Functional characterisation of a TRPM2 orthologue from the sea anemone Nematostella vectensis in human cells.

The human non-selective cation channel TRPM2 represents a mediator of apoptosis triggered by oxidative stress. The principal agonist ADP-ribose binds to the cytosolic domain of TRPM2, which is homologous to the human ADP-ribose pyrophosphatase NUDT9. To further elucidate the structure-function relationship of this channel, we characterised a TRPM2 orthologue from the cnidarian Nematostella vectensis, after its expression in a human cell line.
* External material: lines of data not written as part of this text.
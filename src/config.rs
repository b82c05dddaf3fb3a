use std::time::Duration;

use crate::options::Defaults;
use crate::redirect::RedirectPolicy;
use crate::retry::RetryPolicy;
use crate::timings::Delays;

#[derive(Clone, Copy, Debug, Default, PartialEq, Eq)]
pub enum ClientProfile {
    /// No timeouts, two retries, up to ten redirects.
    #[default]
    Standard,
    LowLatency,
    Bulk,
}

#[derive(Clone, Debug)]
pub struct ProfileDefaults {
    pub timeout: Delays,
    pub retry: RetryPolicy,
    pub redirect: RedirectPolicy,
}

impl ClientProfile {
    pub fn defaults(self) -> ProfileDefaults {
        match self {
            Self::Standard => ProfileDefaults {
                timeout: Delays::default(),
                retry: RetryPolicy::standard(),
                redirect: RedirectPolicy::standard(),
            },
            Self::LowLatency => ProfileDefaults {
                timeout: Delays {
                    connect: Some(Duration::from_millis(500)),
                    response: Some(Duration::from_secs(2)),
                    request: Some(Duration::from_secs(5)),
                    ..Delays::default()
                },
                retry: RetryPolicy::standard()
                    .limit(1)
                    .backoff_limit(Duration::from_millis(300)),
                redirect: RedirectPolicy::limited(3),
            },
            Self::Bulk => ProfileDefaults {
                timeout: Delays {
                    connect: Some(Duration::from_secs(10)),
                    socket: Some(Duration::from_secs(60)),
                    request: Some(Duration::from_secs(300)),
                    ..Delays::default()
                },
                retry: RetryPolicy::standard()
                    .limit(4)
                    .backoff_limit(Duration::from_secs(30)),
                redirect: RedirectPolicy::standard(),
            },
        }
    }

    /// Client defaults seeded from this profile.
    pub fn to_defaults(self) -> Defaults {
        let profile = self.defaults();
        Defaults::default()
            .with_timeout(profile.timeout)
            .with_retry(profile.retry)
            .with_redirect(profile.redirect)
    }
}

#[cfg(test)]
mod tests {
    use super::*;

    #[test]
    fn standard_profile_matches_plain_defaults() {
        let defaults = ClientProfile::Standard.to_defaults();
        let plain = Defaults::default();
        assert_eq!(defaults.timeout(), plain.timeout());
        assert_eq!(defaults.retry().limit_value(), plain.retry().limit_value());
        assert_eq!(defaults.redirect(), plain.redirect());
    }

    #[test]
    fn low_latency_profile_bounds_every_request() {
        let defaults = ClientProfile::LowLatency.to_defaults();
        assert_eq!(defaults.timeout().request, Some(Duration::from_secs(5)));
        assert_eq!(defaults.retry().limit_value(), 1);
        assert_eq!(defaults.redirect().max_redirects(), 3);
    }
}
use std::fmt;
use std::pin::Pin;
use std::task::{Context, Poll};
use std::time::Duration;

use bytes::Bytes;
use futures_core::Stream;
use futures_util::FutureExt;
use http::Method;
use tokio::sync::mpsc;
use tokio::task::JoinHandle;
use tokio_util::sync::CancellationToken;
use url::Url;

use crate::engine::{ResponseBody, StreamingResponse};
use crate::error::{BoxError, Error, ErrorKind};
use crate::options::NormalizedOptions;
use crate::progress::Progress;
use crate::response::ResponseHead;

/// Observable lifecycle notifications of a session, in the order they occur.
#[derive(Clone, Debug)]
pub enum Event {
    /// An attempt is about to be handed to the transport.
    Request { method: Method, url: Url },
    /// A response head was received, including intermediate redirect hops.
    Response(ResponseHead),
    /// A redirect is about to be followed.
    Redirect {
        response: ResponseHead,
        next: Box<NormalizedOptions>,
    },
    /// A retry is scheduled after `delay`.
    Retry { retry_count: u32, delay: Duration },
    UploadProgress(Progress),
    DownloadProgress(Progress),
}

#[derive(Clone, Debug, Default)]
pub(crate) struct EventSink {
    sender: Option<mpsc::UnboundedSender<Event>>,
}

impl EventSink {
    pub(crate) fn channel() -> (Self, EventStream) {
        let (sender, receiver) = mpsc::unbounded_channel();
        (
            Self {
                sender: Some(sender),
            },
            EventStream { receiver },
        )
    }

    pub(crate) fn emit(&self, event: Event) {
        if let Some(sender) = &self.sender {
            let _ = sender.send(event);
        }
    }
}

/// Events of one session. Ends when the session finishes.
#[derive(Debug)]
pub struct EventStream {
    receiver: mpsc::UnboundedReceiver<Event>,
}

impl Stream for EventStream {
    type Item = Event;

    fn poll_next(mut self: Pin<&mut Self>, cx: &mut Context<'_>) -> Poll<Option<Self::Item>> {
        self.receiver.poll_recv(cx)
    }
}

/// Write side of a duplex session. Dropping it ends the request body.
#[derive(Debug)]
pub struct RequestWriter {
    sender: mpsc::Sender<Result<Bytes, BoxError>>,
}

impl RequestWriter {
    pub(crate) fn channel() -> (Self, mpsc::Receiver<Result<Bytes, BoxError>>) {
        let (sender, receiver) = mpsc::channel(16);
        (Self { sender }, receiver)
    }

    /// Queues one chunk of the request body.
    pub async fn write(&self, chunk: impl Into<Bytes>) -> Result<(), Error> {
        self.sender
            .send(Ok(chunk.into()))
            .await
            .map_err(|_| Error::validation("cannot write after the session has ended"))
    }

    /// Fails the upload with `source`.
    pub async fn abort(self, source: impl Into<BoxError>) {
        let _ = self.sender.send(Err(source.into())).await;
    }

    /// Ends the request body.
    pub fn finish(self) {}
}

enum StreamState {
    Pending(JoinHandle<Result<StreamingResponse, Error>>),
    Streaming(ResponseBody),
    Done,
}

/// Stream-style session: the response head, then the body chunk by chunk.
///
/// The session keeps running across redirects and retries until a final head
/// arrives. Dropping the stream cancels it.
pub struct RequestStream {
    state: StreamState,
    head: Option<ResponseHead>,
    cancel: CancellationToken,
    events: Option<EventStream>,
}

impl RequestStream {
    pub(crate) fn new(
        task: JoinHandle<Result<StreamingResponse, Error>>,
        cancel: CancellationToken,
        events: EventStream,
    ) -> Self {
        Self {
            state: StreamState::Pending(task),
            head: None,
            cancel,
            events: Some(events),
        }
    }

    /// Lifecycle events. Returns `None` after the first call.
    pub fn events(&mut self) -> Option<EventStream> {
        self.events.take()
    }

    pub fn cancel(&self) {
        self.cancel.cancel();
    }

    pub fn is_canceled(&self) -> bool {
        self.cancel.is_cancelled()
    }

    /// Waits for the final response head.
    pub async fn response(&mut self) -> Result<&ResponseHead, Error> {
        std::future::poll_fn(|cx| self.poll_head(cx)).await?;
        self.head
            .as_ref()
            .ok_or_else(|| Error::validation("response stream already failed"))
    }

    pub fn head(&self) -> Option<&ResponseHead> {
        self.head.as_ref()
    }

    fn poll_head(&mut self, cx: &mut Context<'_>) -> Poll<Result<(), Error>> {
        let StreamState::Pending(task) = &mut self.state else {
            return Poll::Ready(if self.head.is_some() {
                Ok(())
            } else {
                Err(Error::validation("response stream already failed"))
            });
        };
        let joined = match task.poll_unpin(cx) {
            Poll::Pending => return Poll::Pending,
            Poll::Ready(joined) => joined,
        };
        match joined_result(joined) {
            Ok(streaming) => {
                self.head = Some(streaming.head);
                self.state = StreamState::Streaming(streaming.body);
                Poll::Ready(Ok(()))
            }
            Err(error) => {
                self.state = StreamState::Done;
                Poll::Ready(Err(error))
            }
        }
    }
}

pub(crate) fn joined_result<T>(
    joined: Result<Result<T, Error>, tokio::task::JoinError>,
) -> Result<T, Error> {
    match joined {
        Ok(result) => result,
        Err(error) if error.is_panic() => std::panic::resume_unwind(error.into_panic()),
        Err(_) => Err(Error::new(ErrorKind::Cancel)),
    }
}

impl Stream for RequestStream {
    type Item = Result<Bytes, Error>;

    fn poll_next(mut self: Pin<&mut Self>, cx: &mut Context<'_>) -> Poll<Option<Self::Item>> {
        let this = &mut *self;
        if matches!(this.state, StreamState::Pending(_)) {
            match this.poll_head(cx) {
                Poll::Pending => return Poll::Pending,
                Poll::Ready(Err(error)) => return Poll::Ready(Some(Err(error))),
                Poll::Ready(Ok(())) => {}
            }
        }
        match &mut this.state {
            StreamState::Streaming(body) => match body.as_mut().poll_next(cx) {
                Poll::Ready(None) => {
                    this.state = StreamState::Done;
                    Poll::Ready(None)
                }
                other => other,
            },
            StreamState::Pending(_) | StreamState::Done => Poll::Ready(None),
        }
    }
}

impl Drop for RequestStream {
    fn drop(&mut self) {
        self.cancel.cancel();
        if let StreamState::Pending(task) = &self.state {
            task.abort();
        }
    }
}

impl fmt::Debug for RequestStream {
    fn fmt(&self, formatter: &mut fmt::Formatter<'_>) -> fmt::Result {
        let state = match self.state {
            StreamState::Pending(_) => "pending",
            StreamState::Streaming(_) => "streaming",
            StreamState::Done => "done",
        };
        formatter
            .debug_struct("RequestStream")
            .field("state", &state)
            .field("head", &self.head)
            .finish_non_exhaustive()
    }
}
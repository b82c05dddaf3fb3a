use std::collections::HashMap;
use std::sync::{Arc, Mutex};
use std::time::{Duration, SystemTime};

use bytes::Bytes;
use futures_util::future::BoxFuture;
use http::header::{
    AGE, CACHE_CONTROL, DATE, ETAG, EXPIRES, HeaderName, IF_MODIFIED_SINCE, IF_NONE_MATCH,
    LAST_MODIFIED, VARY,
};
use http::{HeaderMap, HeaderValue, Method, StatusCode};
use tokio::sync::watch;
use tracing::debug;
use url::Url;

use crate::error::{BoxError, Error, ErrorKind};
use crate::util::lock_unpoisoned;

const CACHEABLE_STATUS_CODES: [u16; 11] = [200, 203, 204, 300, 301, 308, 404, 405, 410, 414, 501];

/// A stored response, kept exactly as received (body still content-encoded).
#[derive(Clone, Debug)]
pub struct CachedResponse {
    pub status: StatusCode,
    pub headers: HeaderMap,
    pub body: Bytes,
    pub url: Url,
    pub stored_at: SystemTime,
    /// Request header values named by the response's `Vary` header.
    pub vary: Vec<(HeaderName, Option<HeaderValue>)>,
}

/// Key-value store behind the response cache.
pub trait CacheStorage: Send + Sync {
    fn get<'a>(&'a self, key: &'a str) -> BoxFuture<'a, Result<Option<CachedResponse>, BoxError>>;

    fn set<'a>(
        &'a self,
        key: &'a str,
        value: CachedResponse,
    ) -> BoxFuture<'a, Result<(), BoxError>>;

    fn delete<'a>(&'a self, key: &'a str) -> BoxFuture<'a, Result<(), BoxError>>;
}

/// In-process [`CacheStorage`] backed by a `HashMap`.
#[derive(Debug, Default)]
pub struct MemoryCacheStorage {
    entries: Mutex<HashMap<String, CachedResponse>>,
}

impl MemoryCacheStorage {
    pub fn new() -> Self {
        Self::default()
    }

    pub fn len(&self) -> usize {
        lock_unpoisoned(&self.entries).len()
    }

    pub fn is_empty(&self) -> bool {
        self.len() == 0
    }

    pub fn clear(&self) {
        lock_unpoisoned(&self.entries).clear();
    }
}

impl CacheStorage for MemoryCacheStorage {
    fn get<'a>(&'a self, key: &'a str) -> BoxFuture<'a, Result<Option<CachedResponse>, BoxError>> {
        let entry = lock_unpoisoned(&self.entries).get(key).cloned();
        Box::pin(std::future::ready(Ok(entry)))
    }

    fn set<'a>(
        &'a self,
        key: &'a str,
        value: CachedResponse,
    ) -> BoxFuture<'a, Result<(), BoxError>> {
        lock_unpoisoned(&self.entries).insert(key.to_owned(), value);
        Box::pin(std::future::ready(Ok(())))
    }

    fn delete<'a>(&'a self, key: &'a str) -> BoxFuture<'a, Result<(), BoxError>> {
        lock_unpoisoned(&self.entries).remove(key);
        Box::pin(std::future::ready(Ok(())))
    }
}

fn cache_error(source: BoxError) -> Error {
    Error::new(ErrorKind::Cache { source })
}

pub(crate) fn cache_key(method: &Method, url: &Url) -> String {
    format!("{method}:{url}")
}

fn has_directive(headers: &HeaderMap, directive: &str) -> bool {
    directive_value(headers, directive).is_some()
}

/// `Some("")` for a bare directive, `Some(value)` for `name=value`.
fn directive_value(headers: &HeaderMap, directive: &str) -> Option<String> {
    headers
        .get_all(CACHE_CONTROL)
        .iter()
        .filter_map(|value| value.to_str().ok())
        .flat_map(|value| value.split(','))
        .find_map(|part| {
            let mut pieces = part.trim().splitn(2, '=');
            let name = pieces.next()?.trim();
            if !name.eq_ignore_ascii_case(directive) {
                return None;
            }
            Some(pieces.next().unwrap_or_default().trim().trim_matches('"').to_owned())
        })
}

fn seconds_directive(headers: &HeaderMap, directive: &str) -> Option<Duration> {
    directive_value(headers, directive)?
        .parse::<u64>()
        .ok()
        .map(Duration::from_secs)
}

fn http_date(headers: &HeaderMap, name: HeaderName) -> Option<SystemTime> {
    let value = headers.get(name)?.to_str().ok()?;
    httpdate::parse_http_date(value).ok()
}

/// Whether a request may be answered from storage.
pub(crate) fn request_bypasses_reads(request_headers: &HeaderMap) -> bool {
    has_directive(request_headers, "no-store") || has_directive(request_headers, "no-cache")
}

pub(crate) fn is_cacheable_request(method: &Method, request_headers: &HeaderMap) -> bool {
    matches!(*method, Method::GET | Method::HEAD) && !has_directive(request_headers, "no-store")
}

fn vary_names(headers: &HeaderMap) -> Option<Vec<HeaderName>> {
    let mut names = Vec::new();
    for value in headers.get_all(VARY) {
        let text = value.to_str().ok()?;
        for name in text.split(',').map(str::trim).filter(|name| !name.is_empty()) {
            if name == "*" {
                return None;
            }
            names.push(name.parse().ok()?);
        }
    }
    Some(names)
}

/// Request header values a response varies on; `None` for `Vary: *`.
fn captured_vary(
    response_headers: &HeaderMap,
    request_headers: &HeaderMap,
) -> Option<Vec<(HeaderName, Option<HeaderValue>)>> {
    let vary = vary_names(response_headers)?
        .into_iter()
        .map(|name| {
            let value = request_headers.get(&name).cloned();
            (name, value)
        })
        .collect();
    Some(vary)
}

fn freshness_lifetime(entry: &CachedResponse) -> Duration {
    let headers = &entry.headers;
    if let Some(lifetime) = seconds_directive(headers, "s-maxage") {
        return lifetime;
    }
    if let Some(lifetime) = seconds_directive(headers, "max-age") {
        return lifetime;
    }
    let date = http_date(headers, DATE).unwrap_or(entry.stored_at);
    if let Some(expires) = http_date(headers, EXPIRES) {
        return expires.duration_since(date).unwrap_or_default();
    }
    if let Some(last_modified) = http_date(headers, LAST_MODIFIED) {
        // Heuristic freshness: a tenth of the time since last modification.
        return date.duration_since(last_modified).unwrap_or_default() / 10;
    }
    Duration::ZERO
}

fn current_age(entry: &CachedResponse, now: SystemTime) -> Duration {
    let age_header = entry
        .headers
        .get(AGE)
        .and_then(|value| value.to_str().ok())
        .and_then(|value| value.trim().parse::<u64>().ok())
        .map(Duration::from_secs)
        .unwrap_or_default();
    age_header + now.duration_since(entry.stored_at).unwrap_or_default()
}

impl CachedResponse {
    pub fn is_fresh(&self, now: SystemTime) -> bool {
        !has_directive(&self.headers, "no-cache")
            && current_age(self, now) < freshness_lifetime(self)
    }

    fn has_validators(&self) -> bool {
        self.headers.contains_key(ETAG) || self.headers.contains_key(LAST_MODIFIED)
    }

    fn matches_vary(&self, request_headers: &HeaderMap) -> bool {
        self.vary
            .iter()
            .all(|(name, value)| request_headers.get(name) == value.as_ref())
    }

    fn add_conditional_headers(&self, request_headers: &mut HeaderMap) {
        if let Some(etag) = self.headers.get(ETAG) {
            request_headers.insert(IF_NONE_MATCH, etag.clone());
        }
        if let Some(last_modified) = self.headers.get(LAST_MODIFIED) {
            request_headers.insert(IF_MODIFIED_SINCE, last_modified.clone());
        }
    }

    /// Applies the headers of a `304` and restarts the freshness clock.
    fn refreshed(mut self, not_modified: &HeaderMap, now: SystemTime) -> Self {
        for name in not_modified.keys() {
            if name == http::header::CONTENT_LENGTH {
                continue;
            }
            self.headers.remove(name);
            for value in not_modified.get_all(name) {
                self.headers.append(name.clone(), value.clone());
            }
        }
        self.stored_at = now;
        self
    }
}

/// Builds a storable entry, or `None` when the response may not be stored.
pub(crate) fn storable_entry(
    method: &Method,
    request_headers: &HeaderMap,
    status: StatusCode,
    headers: &HeaderMap,
    body: &Bytes,
    url: &Url,
) -> Option<CachedResponse> {
    if !is_cacheable_request(method, request_headers)
        || !CACHEABLE_STATUS_CODES.contains(&status.as_u16())
        || has_directive(headers, "no-store")
    {
        return None;
    }
    let vary = captured_vary(headers, request_headers)?;
    let entry = CachedResponse {
        status,
        headers: headers.clone(),
        body: body.clone(),
        url: url.clone(),
        stored_at: SystemTime::now(),
        vary,
    };
    (freshness_lifetime(&entry) > Duration::ZERO || entry.has_validators()).then_some(entry)
}

#[derive(Clone, Debug)]
enum FlightState {
    Pending,
    Done(Arc<CachedResponse>),
    Failed,
}

type FlightKey = (usize, String);
type FlightTable = Arc<Mutex<HashMap<FlightKey, Arc<watch::Sender<FlightState>>>>>;

/// Collapses concurrent cache-eligible fetches of the same key.
///
/// One session per key becomes the leader and does the network work; the
/// others wait for it and reuse its response.
#[derive(Clone, Default)]
pub(crate) struct CacheCoordinator {
    flights: FlightTable,
}

pub(crate) enum CacheLookup {
    /// Answer without touching the network.
    Hit(CachedResponse),
    /// Fetch from the network. `stale` carries a stored entry to revalidate.
    Miss {
        flight: FlightGuard,
        stale: Option<CachedResponse>,
    },
}

/// Leadership of one in-flight key. Dropping it without completing marks
/// the flight failed, and waiting sessions fetch for themselves.
pub(crate) struct FlightGuard {
    key: FlightKey,
    sender: Arc<watch::Sender<FlightState>>,
    flights: FlightTable,
    completed: bool,
}

impl FlightGuard {
    fn publish(&mut self, state: FlightState) {
        self.completed = true;
        self.sender.send_replace(state);
        let mut flights = lock_unpoisoned(&self.flights);
        if flights
            .get(&self.key)
            .is_some_and(|current| Arc::ptr_eq(current, &self.sender))
        {
            flights.remove(&self.key);
        }
    }

    /// Stores a fetched response and hands it to waiting sessions.
    ///
    /// Returns the entry to serve instead of the live response when the
    /// fetch was a successful revalidation.
    pub(crate) async fn complete(
        mut self,
        storage: &dyn CacheStorage,
        method: &Method,
        request_headers: &HeaderMap,
        fetched: CachedResponse,
        stale: Option<CachedResponse>,
    ) -> Result<Option<CachedResponse>, Error> {
        let key = self.key.1.clone();
        if fetched.status == StatusCode::NOT_MODIFIED {
            if let Some(stale) = stale {
                let refreshed = stale.refreshed(&fetched.headers, SystemTime::now());
                storage
                    .set(&key, refreshed.clone())
                    .await
                    .map_err(cache_error)?;
                debug!(key = %key, "cache entry revalidated");
                self.publish(FlightState::Done(Arc::new(refreshed.clone())));
                return Ok(Some(refreshed));
            }
        }

        match storable_entry(
            method,
            request_headers,
            fetched.status,
            &fetched.headers,
            &fetched.body,
            &fetched.url,
        ) {
            Some(entry) => {
                storage.set(&key, entry).await.map_err(cache_error)?;
                debug!(key = %key, "cache entry stored");
            }
            None if stale.is_some() => {
                storage.delete(&key).await.map_err(cache_error)?;
            }
            None => {}
        }
        match captured_vary(&fetched.headers, request_headers) {
            Some(vary) => self.publish(FlightState::Done(Arc::new(CachedResponse {
                vary,
                ..fetched
            }))),
            None => self.publish(FlightState::Failed),
        }
        Ok(None)
    }
}

impl Drop for FlightGuard {
    fn drop(&mut self) {
        if !self.completed {
            self.publish(FlightState::Failed);
        }
    }
}

enum Role {
    Leader(FlightGuard),
    Follower(watch::Receiver<FlightState>),
}

impl CacheCoordinator {
    pub(crate) fn new() -> Self {
        Self::default()
    }

    /// Leadership that nobody can follow, for sessions that must not share
    /// another session's response.
    fn detached(&self, key: FlightKey) -> FlightGuard {
        let (sender, _) = watch::channel(FlightState::Pending);
        FlightGuard {
            key,
            sender: Arc::new(sender),
            flights: Arc::clone(&self.flights),
            completed: false,
        }
    }

    fn join(&self, key: FlightKey, may_follow: bool) -> Role {
        let mut flights = lock_unpoisoned(&self.flights);
        if let Some(sender) = flights.get(&key) {
            if !may_follow {
                return Role::Leader(self.detached(key));
            }
            return Role::Follower(sender.subscribe());
        }
        let (sender, _) = watch::channel(FlightState::Pending);
        let sender = Arc::new(sender);
        flights.insert(key.clone(), Arc::clone(&sender));
        Role::Leader(FlightGuard {
            key,
            sender,
            flights: Arc::clone(&self.flights),
            completed: false,
        })
    }

    /// Reads through storage for `key`, waiting on any in-flight fetch first.
    pub(crate) async fn lookup(
        &self,
        storage: &Arc<dyn CacheStorage>,
        key: &str,
        request_headers: &mut HeaderMap,
    ) -> Result<CacheLookup, Error> {
        let storage_id = Arc::as_ptr(storage) as *const () as usize;
        let may_follow = !request_bypasses_reads(request_headers);
        loop {
            let mut receiver = match self.join((storage_id, key.to_owned()), may_follow) {
                Role::Leader(flight) => return self.lead(storage, key, request_headers, flight).await,
                Role::Follower(receiver) => receiver,
            };
            let state = loop {
                let current = receiver.borrow_and_update().clone();
                if !matches!(current, FlightState::Pending) {
                    break current;
                }
                if receiver.changed().await.is_err() {
                    break FlightState::Failed;
                }
            };
            match state {
                FlightState::Done(entry) if entry.matches_vary(request_headers) => {
                    debug!(key = %key, "joined in-flight cache fetch");
                    return Ok(CacheLookup::Hit(entry.as_ref().clone()));
                }
                FlightState::Done(_) => {
                    debug!(key = %key, "in-flight response varies, fetching separately");
                    let flight = self.detached((storage_id, key.to_owned()));
                    return self.lead(storage, key, request_headers, flight).await;
                }
                FlightState::Pending | FlightState::Failed => continue,
            }
        }
    }

    async fn lead(
        &self,
        storage: &Arc<dyn CacheStorage>,
        key: &str,
        request_headers: &mut HeaderMap,
        mut flight: FlightGuard,
    ) -> Result<CacheLookup, Error> {
        if request_bypasses_reads(request_headers) {
            return Ok(CacheLookup::Miss { flight, stale: None });
        }
        let stored = storage.get(key).await.map_err(cache_error)?;
        let Some(entry) = stored.filter(|entry| entry.matches_vary(request_headers)) else {
            return Ok(CacheLookup::Miss { flight, stale: None });
        };
        if entry.is_fresh(SystemTime::now()) {
            debug!(key = %key, "cache hit");
            flight.publish(FlightState::Done(Arc::new(entry.clone())));
            return Ok(CacheLookup::Hit(entry));
        }
        if entry.has_validators() {
            entry.add_conditional_headers(request_headers);
            return Ok(CacheLookup::Miss {
                flight,
                stale: Some(entry),
            });
        }
        Ok(CacheLookup::Miss { flight, stale: None })
    }
}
This far distant relative shows only 31% total sequence similarity to hTRPM2, while its C-terminal domain has a greater resemblance to the NUDT9 enzyme. Current through nvTRPM2 was induced by ADPR, with a more pronounced sensitivity and faster kinetics than in hTRPM2. In contrast to hTRPM2, there was no response to H2O2 and hardly any modulatory effect by intracellular Ca(2+). The deletion of a stretch of 15 residues from the NUDT9 domain of nvTRPM2, which is absent in hTRPM2, did not change the response to ADPR but enabled activation of the channel by H2O2 and increased the effects of intracellular Ca(2+). These findings shed new light on the evolution of TRPM2 and establish nvTRPM2 as a promising tool to decipher its complex gating mechanisms.